_PROBLEM DESCRIPTION_.
The lines needed are those below that contain the word "rows"; copy each one.

_PROVIDED DATA_.
╔══

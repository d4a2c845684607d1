// Domain layer - Core simulation logic
pub mod domain;

// Application layer - Engine and session coordination
pub mod application;

// Infrastructure layer - UI, rendering, input
pub mod ui;
pub mod rendering;
pub mod input;

// Re-exports for convenience
pub use domain::{Cell, EdgeRule, Grid, History};
pub use application::{Engine, InvalidCoordinate, Session};
pub use ui::{Button, Slider};
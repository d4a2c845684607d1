use crate::application::{Engine, InvalidCoordinate};

/// Slowest allowed simulation speed, in steps per second
pub const MIN_SPEED: f32 = 1.0;
/// Fastest allowed simulation speed, in steps per second
pub const MAX_SPEED: f32 = 100.0;

/// Session drives the engine from the frame loop: the running flag,
/// the speed setting, and the timer that schedules steps. This is the
/// application layer that coordinates domain logic.
pub struct Session {
    pub engine: Engine,
    pub running: bool,
    /// Steps per second, in `MIN_SPEED..=MAX_SPEED`
    pub speed: f32,
    pub generation: u64,
    update_timer: f32,
}

impl Session {
    /// Create a session around a fresh engine of the given dimensions
    pub fn new(rows: usize, cols: usize) -> Self {
        Self {
            engine: Engine::new(rows, cols),
            running: false,
            speed: 50.0,
            generation: 0,
            update_timer: 0.0,
        }
    }

    /// Start the simulation. The current board is remembered as the
    /// reset point on every start, even when already running.
    pub fn start(mut self) -> Self {
        self.engine.save_initial_state();
        self.running = true;
        self
    }

    /// Stop scheduling steps. The in-progress board stays as it is.
    pub fn stop(mut self) -> Self {
        self.running = false;
        self
    }

    /// Toggle between running and stopped
    pub fn toggle_running(self) -> Self {
        if self.running { self.stop() } else { self.start() }
    }

    /// Bring back the board remembered by the last start
    pub fn reset_to_initial(mut self) -> Self {
        self.engine.restore_initial_state();
        self.generation = 0;
        self
    }

    /// Wipe the board and halt the simulation
    pub fn clear(mut self) -> Self {
        self.engine.clear();
        self.generation = 0;
        self.running = false;
        self
    }

    pub fn undo(mut self) -> Self {
        self.engine.undo();
        self
    }

    pub fn redo(mut self) -> Self {
        self.engine.redo();
        self
    }

    /// Set simulation speed, clamped to the allowed range
    pub fn set_speed(mut self, speed: f32) -> Self {
        self.speed = speed.clamp(MIN_SPEED, MAX_SPEED);
        self
    }

    /// Seconds between scheduled steps at the current speed
    pub fn step_interval(&self) -> f32 {
        1.0 / self.speed
    }

    /// Paint a cell from pointer input
    pub fn place_cell(&mut self, row: usize, col: usize) -> Result<(), InvalidCoordinate> {
        self.engine.place_cell(row, col)
    }

    /// Advance the simulation by one frame. At most one step is taken
    /// per frame; the timer carries the remainder across frames.
    pub fn tick(mut self, delta_time: f32) -> Self {
        if !self.running {
            return self;
        }

        self.update_timer += delta_time;
        if self.update_timer >= self.step_interval() {
            self.engine.step();
            self.generation += 1;
            self.update_timer = 0.0;
        }

        self
    }
}

#[cfg(test)]
mod tests {
    use super::*;

    #[test]
    fn test_tick_does_nothing_while_stopped() {
        let mut session = Session::new(5, 5);
        session.place_cell(2, 2).unwrap();
        let before = session.engine.grid().clone();

        session = session.tick(1.0);
        assert_eq!(session.engine.grid(), &before);
        assert_eq!(session.generation, 0);
    }

    #[test]
    fn test_tick_steps_once_per_interval() {
        let mut session = Session::new(5, 5).set_speed(50.0);
        session.place_cell(2, 2).unwrap();
        session = session.start();

        // half the interval: no step yet
        session = session.tick(0.01);
        assert_eq!(session.generation, 0);

        // crossing the 1/50 s interval triggers exactly one step
        session = session.tick(0.01);
        assert_eq!(session.generation, 1);

        // the lone cell died on that step
        assert_eq!(session.engine.grid().live_cells(), 0);
    }

    #[test]
    fn test_speed_is_clamped() {
        let session = Session::new(5, 5).set_speed(500.0);
        assert_eq!(session.speed, MAX_SPEED);
        let session = session.set_speed(0.0);
        assert_eq!(session.speed, MIN_SPEED);
        assert_eq!(session.step_interval(), 1.0);
    }

    #[test]
    fn test_start_remembers_the_board_for_reset() {
        let mut session = Session::new(5, 5);
        session.place_cell(2, 1).unwrap();
        session.place_cell(2, 2).unwrap();
        session.place_cell(2, 3).unwrap();
        session = session.start();
        let saved = session.engine.grid().clone();

        // run a few generations, then reset back
        let interval = session.step_interval();
        for _ in 0..3 {
            session = session.tick(interval);
        }
        session = session.reset_to_initial();
        assert_eq!(session.engine.grid(), &saved);
        assert_eq!(session.generation, 0);
    }

    #[test]
    fn test_clear_stops_the_run() {
        let mut session = Session::new(5, 5);
        session.place_cell(1, 1).unwrap();
        session = session.start().clear();
        assert!(!session.running);
        assert_eq!(session.engine.grid().live_cells(), 0);
    }
}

╚══

_TASK RESPONSE_.
    pub fn new(rows: usize, cols: usize) -> Self {
            engine: Engine::new(rows, cols),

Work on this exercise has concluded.